This summer, I had the pleasure of joining MySwimPro as a Software Engineer. While my code started sophomoric, I felt like a valued member of the team.
With only the three founders (Fares, Adam, Mike) and one other software engineer (Ben) on the team, everyone is expected to pull their own weight, meaning that I had real responsibilities and worked on projects that are now in production and used by tens of thousands of people around the world. No coffee runs, no BS. I learned a ton and wanted to share my experience.
MySwimPro is a training platform for swimmers that takes the form of iPhone/Apple Watch and Android/AndroidWear apps. Upwards of 90% of swimmers primarily train alone, with limited or no access to coaches and teams. We provide basic workouts, technique and training content, and workout logging for free; a premium upgrade offers more personalized coaching and analytics. We were named Apple’s 2016 Apple Watch App of the Year, and continue improve our product to deliver structured support to our users in reaching their ‘Gold Medal Moments‘ – whether that’s a weight loss goal, overcoming depression, or training to swim the English Channel.
My role has primarily been to develop new features, redesign old ones, and improve the user interface and squash bugs for our iPhone app. I’ve also gotten my hands on the Apple Watch app, road mapped for the future of the product, engaged in customer discovery, worked on our business model and strategy, and represented the brand at events like Detroit Startup Week. Pretty cool for a college internship!
Learning From The Pros
As an up and coming software developer, seeing my technical skills grow this summer has been super exciting! I came in with an extremely basic knowledge of Swift. Through mentorship with the other MySwimPro engineers (Adam, iOS; Mike, Android; Ben, iOS), however, I’ve learned a lot and feel much more confident about not only about my ability to develop for iOS, but also my ability to apply underlying design principles to user-facing applications in general.
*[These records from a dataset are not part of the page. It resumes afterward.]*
//! # Noise adaptive exceed-count filter
//!
//! Raw exceed-counts are noisy: the encoder produces spurious vectors on sensor noise, lighting
//! changes and compression artifacts. The filter smooths the counts over the last
//! [`SHORT_WINDOW`] frames and subtracts an adaptive noise floor estimated over a longer ring
//! buffer of past samples.

use crate::config::SHORT_WINDOW;
use crate::error::{Error, Result};

/// Single filtering step breakdown.
#[derive(Clone, Copy, Debug, Default, PartialEq, Eq)]
pub struct FilterOutput {
    /// Sample after the saturation clamp.
    pub clamped: u32,
    /// Noise floor estimate.
    pub noise_floor: u32,
    /// Mean of the most recent samples.
    pub average: u32,
    /// `average - noise_floor`, or 0.
    pub filtered: u32,
}

/// Stateful filter over per-frame exceed-counts.
#[derive(Clone, Debug)]
pub struct NoiseFilter {
    window: Vec<u32>,
    sum: u64,
    cursor: usize,
    threshold: u32,
    saturation: usize,
}

impl NoiseFilter {
    /// Create a new filter with zeroed history.
    ///
    /// # Arguments
    ///
    /// * `threshold` - exceed-count that constitutes motion.
    /// * `blocks` - number of macroblocks in a frame, including padding.
    /// * `window_size` - ring buffer capacity, at least [`SHORT_WINDOW`].
    pub fn new(threshold: u32, blocks: usize, window_size: usize) -> Result<Self> {
        if window_size < SHORT_WINDOW {
            return Err(Error::config(format!(
                "window size must be at least {}, got {}",
                SHORT_WINDOW, window_size
            )));
        }

        let mut window = vec![];
        window.try_reserve_exact(window_size)?;
        window.resize(window_size, 0);

        Ok(Self {
            window,
            sum: 0,
            cursor: 0,
            threshold,
            saturation: blocks / 4,
        })
    }

    /// Feed the next raw exceed-count and get the filtered value.
    pub fn filter(&mut self, raw: usize) -> u32 {
        self.step(raw).filtered
    }

    /// Feed the next raw exceed-count and get all intermediate values.
    pub fn step(&mut self, raw: usize) -> FilterOutput {
        let len = self.window.len();

        // More than a quarter of the frame moving is an encoder or lighting glitch, not motion.
        let clamped = if raw > self.saturation {
            self.threshold
        } else {
            raw as u32
        };

        // Large values must not drag the noise floor up with them.
        let cap = self.threshold.saturating_mul(4);
        self.sum += clamped.min(cap) as u64;
        self.sum -= self.window[self.cursor].min(cap) as u64;
        let noise_floor = (self.sum / len as u64) as u32;

        self.window[self.cursor] = clamped;

        let head: u64 = (0..SHORT_WINDOW)
            .map(|i| self.window[(self.cursor + len - i) % len] as u64)
            .sum();
        let average = (head / SHORT_WINDOW as u64) as u32;

        self.cursor = (self.cursor + 1) % len;

        FilterOutput {
            clamped,
            noise_floor,
            average,
            filtered: average.saturating_sub(noise_floor),
        }
    }

    /// Current ring buffer write position.
    pub fn cursor(&self) -> usize {
        self.cursor
    }

    pub fn window_size(&self) -> usize {
        self.window.len()
    }

    /// Current noise floor estimate.
    pub fn noise_floor(&self) -> u32 {
        (self.sum / self.window.len() as u64) as u32
    }
}
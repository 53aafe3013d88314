//! Motion detection module

use crate::config::EngineConfig;
use crate::error::Result;
use crate::filter::{FilterOutput, NoiseFilter};
use crate::frame::MotionVectorFrame;
use crate::heatmap::Heatmap;
use crate::visualizer::DebugVisualizer;
use log::*;

/// Kind of event reported to the recording state machine.
#[non_exhaustive]
#[derive(Clone, Copy, Debug, PartialEq, Eq, Hash)]
pub enum MotionEvent {
    Movement,
}

/// Receiver of motion events.
///
/// Invoked synchronously from the detection thread with the filtered intensity. It must return
/// promptly, and any panic is not caught.
pub type EventCallback = Box<dyn FnMut(u32, MotionEvent) + Send>;

/// Result of processing a single frame.
#[derive(Clone, Copy, Debug, PartialEq, Eq)]
pub struct FrameReport {
    /// Number of macroblocks above their sensitivity.
    pub exceed_count: usize,
    pub filter: FilterOutput,
    /// Whether the event callback was invoked.
    pub triggered: bool,
}

/// Heatmap based motion detector.
///
/// Counts the macroblocks whose motion exceeds the heatmap, runs the count through the noise
/// filter, and reports movement once the filtered value reaches the threshold.
pub struct HeatmapMotionDetection {
    heatmap: Heatmap,
    filter: NoiseFilter,
    threshold: u32,
    visualizer: Option<DebugVisualizer>,
    dumps: u64,
    callback: EventCallback,
}

impl HeatmapMotionDetection {
    /// Create a detector from configuration, loading the heatmap.
    pub fn new(config: &EngineConfig, callback: EventCallback) -> Result<Self> {
        config.validate()?;

        let heatmap = Heatmap::build(config.width, config.height, &config.sensitivity)?;

        Self::with_heatmap(config, heatmap, callback)
    }

    /// Create a detector with an already built heatmap.
    pub fn with_heatmap(
        config: &EngineConfig,
        heatmap: Heatmap,
        callback: EventCallback,
    ) -> Result<Self> {
        config.validate()?;

        let filter = NoiseFilter::new(config.threshold, heatmap.size(), config.window_size)?;

        Ok(Self {
            heatmap,
            filter,
            threshold: config.threshold,
            visualizer: config.debug_dump.as_deref().map(DebugVisualizer::new),
            dumps: 0,
            callback,
        })
    }

    pub fn heatmap(&self) -> &Heatmap {
        &self.heatmap
    }

    pub fn filter(&self) -> &NoiseFilter {
        &self.filter
    }

    /// Process a single frame.
    ///
    /// Returns `None` if the frame does not match the grid size, in which case nothing is
    /// updated.
    pub fn detect_motion(&mut self, frame: &MotionVectorFrame) -> Option<FrameReport> {
        let (rows, cols) = (self.heatmap.rows(), self.heatmap.cols());

        if frame.len() != self.heatmap.size() {
            warn!(
                "Skipping frame with {} vectors, expected {}x{}",
                frame.len(),
                cols,
                rows
            );
            return None;
        }

        let exceed_count = self.heatmap.exceed_count(frame.as_slice());

        if let Some(vis) = &mut self.visualizer {
            match vis.dump(frame.as_slice(), rows, cols, self.dumps) {
                Ok(path) => trace!("Dumped motion map to {}", path.display()),
                Err(e) => warn!("Failed to dump motion map: {}", e),
            }
            self.dumps += 1;
        }

        let filter = self.filter.step(exceed_count);

        debug!(
            "{:4}({:4} -{:3}) / {} ({})",
            filter.filtered,
            exceed_count,
            filter.noise_floor,
            self.threshold,
            self.heatmap.size()
        );

        let triggered = filter.filtered >= self.threshold;

        if triggered {
            (self.callback)(filter.filtered, MotionEvent::Movement);
        }

        Some(FrameReport {
            exceed_count,
            filter,
            triggered,
        })
    }
}

#[cfg(test)]
mod tests {
    use super::*;
    use crate::config::SensitivitySource;
    use crate::frame::MotionVector;
    use std::sync::{Arc, Mutex};

    type Events = Arc<Mutex<Vec<(u32, MotionEvent)>>>;

    fn detector(threshold: u32) -> (HeatmapMotionDetection, Events) {
        let events = Events::default();

        let config = EngineConfig {
            threshold,
            sensitivity: SensitivitySource::Uniform(10),
            ..EngineConfig::new(64, 64)
        };

        let cb_events = events.clone();
        let detector = HeatmapMotionDetection::new(
            &config,
            Box::new(move |v, e| cb_events.lock().unwrap().push((v, e))),
        )
        .unwrap();

        (detector, events)
    }

    fn frame_with_motion(blocks: usize) -> MotionVectorFrame {
        let mut frame = MotionVectorFrame::new(4, 5);
        for i in 0..blocks {
            frame.set_motion(5, i % 4, i / 4, MotionVector::new(20, 0));
        }
        frame
    }

    #[test]
    fn counts_single_block() {
        let (mut detector, events) = detector(1);

        for _ in 0..12 {
            let report = detector.detect_motion(&frame_with_motion(0)).unwrap();
            assert_eq!(report.exceed_count, 0);
            assert!(!report.triggered);
        }

        assert_eq!(detector.filter().noise_floor(), 0);

        let report = detector.detect_motion(&frame_with_motion(1)).unwrap();
        assert_eq!(report.exceed_count, 1);
        // A lone block is averaged over 12 frames and stays below threshold.
        assert_eq!(report.filter.filtered, 0);
        assert!(events.lock().unwrap().is_empty());
    }

    #[test]
    fn sustained_motion_triggers() {
        let (mut detector, events) = detector(1);

        for _ in 0..12 {
            detector.detect_motion(&frame_with_motion(0));
        }

        // 5 of 20 blocks is exactly at the saturation limit, and above the 4x floor cap.
        let triggered = (0..5)
            .map(|_| detector.detect_motion(&frame_with_motion(5)).unwrap())
            .map(|r| r.triggered)
            .collect::<Vec<_>>();

        assert_eq!(triggered, [false, false, false, false, true]);
        assert_eq!(*events.lock().unwrap(), [(1, MotionEvent::Movement)]);
    }

    #[test]
    fn whole_frame_motion_is_clamped() {
        let (mut detector, events) = detector(1);

        for _ in 0..40 {
            let report = detector.detect_motion(&frame_with_motion(16)).unwrap();
            assert_eq!(report.exceed_count, 16);
            assert_eq!(report.filter.clamped, 1);
            assert!(!report.triggered);
        }

        assert!(events.lock().unwrap().is_empty());
    }

    #[test]
    fn skips_mismatched_frame() {
        let (mut detector, _) = detector(1);
        assert!(detector
            .detect_motion(&MotionVectorFrame::new(4, 4))
            .is_none());
        assert_eq!(detector.filter().cursor(), 0);
    }

    #[test]
    fn dump_failure_is_not_fatal() {
        let dir = tempfile::tempdir().unwrap();
        let config = EngineConfig {
            debug_dump: Some(
                dir.path()
                    .join("missing")
                    .join("{seq}.png")
                    .to_string_lossy()
                    .into_owned(),
            ),
            ..EngineConfig::new(64, 64)
        };

        let mut detector = HeatmapMotionDetection::new(&config, Box::new(|_, _| {})).unwrap();
        assert!(detector.detect_motion(&frame_with_motion(1)).is_some());
    }

    #[test]
    fn dumps_every_frame() {
        let dir = tempfile::tempdir().unwrap();
        let config = EngineConfig {
            debug_dump: Some(dir.path().join("{seq}.png").to_string_lossy().into_owned()),
            ..EngineConfig::new(64, 64)
        };

        let mut detector = HeatmapMotionDetection::new(&config, Box::new(|_, _| {})).unwrap();

        for _ in 0..3 {
            detector.detect_motion(&frame_with_motion(2));
        }

        for i in 0..3 {
            assert!(dir.path().join(format!("{}.png", i)).exists());
        }
    }
}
That’s not to say that I didn’t learn a lot of Swift-specific things, though! Before this summer, my development experience was limited to pretty much just C++, which is much more verbose and low-level of a language. I remember learning Swift and initially thinking that the syntax was ugly, optional variables and closures were weird, the string parsing in Swift 3 sucked, and automatic reference counting was confusing. And what do you mean there’s no ‘++’ operator?! Ben, our part-time engineer working from Scotland, told me that Swift was a really powerful language and that I’d come to appreciate it. He wasn’t wrong!
After getting used to this more flexible, mixed-paradigm language, I find myself using ‘var’ and ‘let’ and forgetting semicolons when I write C++, and I find myself annoyed with the overhead of functors (although yes, I’m aware of auto and lambdas). String parsing in Swift 3 still sucks, but C++ is no Python either!
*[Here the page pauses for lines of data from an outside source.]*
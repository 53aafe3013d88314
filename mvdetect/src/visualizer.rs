//! # Motion magnitude diagnostic dumps

use crate::config::SEQ_PLACEHOLDER;
use crate::frame::MotionVector;
use image::codecs::png::{CompressionType, FilterType, PngEncoder};
use image::{GrayImage, ImageEncoder, ImageResult};
use std::fs::File;
use std::io::BufWriter;
use std::path::PathBuf;

/// Writes per-macroblock motion magnitude as 8-bit greyscale PNG images.
pub struct DebugVisualizer {
    template: String,
    buf: GrayImage,
}

impl DebugVisualizer {
    /// Create a new visualizer.
    ///
    /// # Arguments
    ///
    /// * `template` - output path, `{seq}` gets replaced with the sequence number.
    pub fn new(template: impl Into<String>) -> Self {
        Self {
            template: template.into(),
            buf: GrayImage::new(0, 0),
        }
    }

    /// Get the output path of a given dump.
    pub fn path(&self, seq: u64) -> PathBuf {
        self.template
            .replace(SEQ_PLACEHOLDER, &seq.to_string())
            .into()
    }

    /// Render the magnitude map into the internal buffer.
    ///
    /// The padding column is left out, the image is `(cols - 1) x rows`.
    pub fn render(&mut self, vectors: &[MotionVector], rows: usize, cols: usize) -> &GrayImage {
        let width = cols.saturating_sub(1) as u32;

        if self.buf.dimensions() != (width, rows as u32) {
            self.buf = GrayImage::new(width, rows as u32);
        }

        for (x, y, px) in self.buf.enumerate_pixels_mut() {
            px.0[0] = vectors
                .get(y as usize * cols + x as usize)
                .map(MotionVector::magnitude_u8)
                .unwrap_or_default();
        }

        &self.buf
    }

    /// Render and write a single dump, returning the path written to.
    pub fn dump(
        &mut self,
        vectors: &[MotionVector],
        rows: usize,
        cols: usize,
        seq: u64,
    ) -> ImageResult<PathBuf> {
        let path = self.path(seq);
        let img = self.render(vectors, rows, cols);

        let out = BufWriter::new(File::create(&path)?);
        // Dumps happen every frame, speed matters more than size.
        let encoder = PngEncoder::new_with_quality(out, CompressionType::Fast, FilterType::NoFilter);
        encoder.write_image(
            img.as_raw(),
            img.width(),
            img.height(),
            image::ExtendedColorType::L8,
        )?;

        Ok(path)
    }
}

#[cfg(test)]
mod tests {
    use super::*;

    #[test]
    fn substitutes_sequence() {
        let vis = DebugVisualizer::new("/tmp/dump-{seq}.png");
        assert_eq!(vis.path(7), PathBuf::from("/tmp/dump-7.png"));

        let vis = DebugVisualizer::new("/tmp/dump.png");
        assert_eq!(vis.path(7), PathBuf::from("/tmp/dump.png"));
    }

    #[test]
    fn renders_magnitudes_without_padding() {
        let (rows, cols) = (2, 3);
        let mut vectors = vec![MotionVector::default(); rows * cols];
        vectors[0] = MotionVector::new(3, 4);
        vectors[2] = MotionVector::new(100, 100);
        vectors[4] = MotionVector::new(-6, 8);

        let mut vis = DebugVisualizer::new("unused");
        let img = vis.render(&vectors, rows, cols);

        assert_eq!(img.dimensions(), (2, 2));
        assert_eq!(img.as_raw(), &vec![5, 0, 0, 10]);
    }

    #[test]
    fn writes_numbered_png() {
        let dir = tempfile::tempdir().unwrap();
        let template = dir.path().join("mv-{seq}.png");
        let mut vis = DebugVisualizer::new(template.to_string_lossy());

        let mut vectors = vec![MotionVector::default(); 3 * 5];
        vectors[6] = MotionVector::new(0, -20);

        let path = vis.dump(&vectors, 3, 5, 3).unwrap();
        assert_eq!(path, dir.path().join("mv-3.png"));

        let img = image::open(&path).unwrap().into_luma8();
        assert_eq!(img.dimensions(), (4, 3));
        assert_eq!(img.get_pixel(1, 1).0[0], 20);
        assert_eq!(img.get_pixel(0, 0).0[0], 0);
    }

    #[test]
    fn unwritable_path_errors() {
        let dir = tempfile::tempdir().unwrap();
        let template = dir.path().join("missing").join("mv.png");
        let mut vis = DebugVisualizer::new(template.to_string_lossy());

        assert!(vis.dump(&[MotionVector::default(); 2], 1, 2, 0).is_err());
    }
}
Ok, I’m really starting to digress. To bring things back, I grew in parallel with the company, and a lot has happened in the past 3 months:
- Ben was hired around the same time I was.
- We opened an office in downtown Detroit where Fares, Adam, Mike and I have been able to meet all in one place.
- We’re closing an equity crowdfunding campaign, and we’re going to be able to start really putting the pedal to the metal with our product development.
Shipping Product & Building A Business
We launched a number of significant features to provide more value to our users, and even more personalization and expansion to new platforms is coming in the near future. It’s so, so exciting to watch this all unfold!
I’m still amazed that I was hired to join a team on the grounds that I had a competitive swimming background and a bit of entrepreneurial experience. The team trusted me to learn what I needed to learn and start contributing value, and I can proudly say that I think I’ve been able to do that.
It’s been incredibly rewarding to ship code that improves the experiences of what is soon to be hundreds of thousands of swimmers around the world as opposed to writing code that only course graders will see. But most rewarding of all is being able to use the word “we” when writing about all of these achievements.
It’s knowing that I was a part of this journey, helping improve people’s lives all over the world through the sport that I grew up loving. Thanks for a great summer, MySwimPro!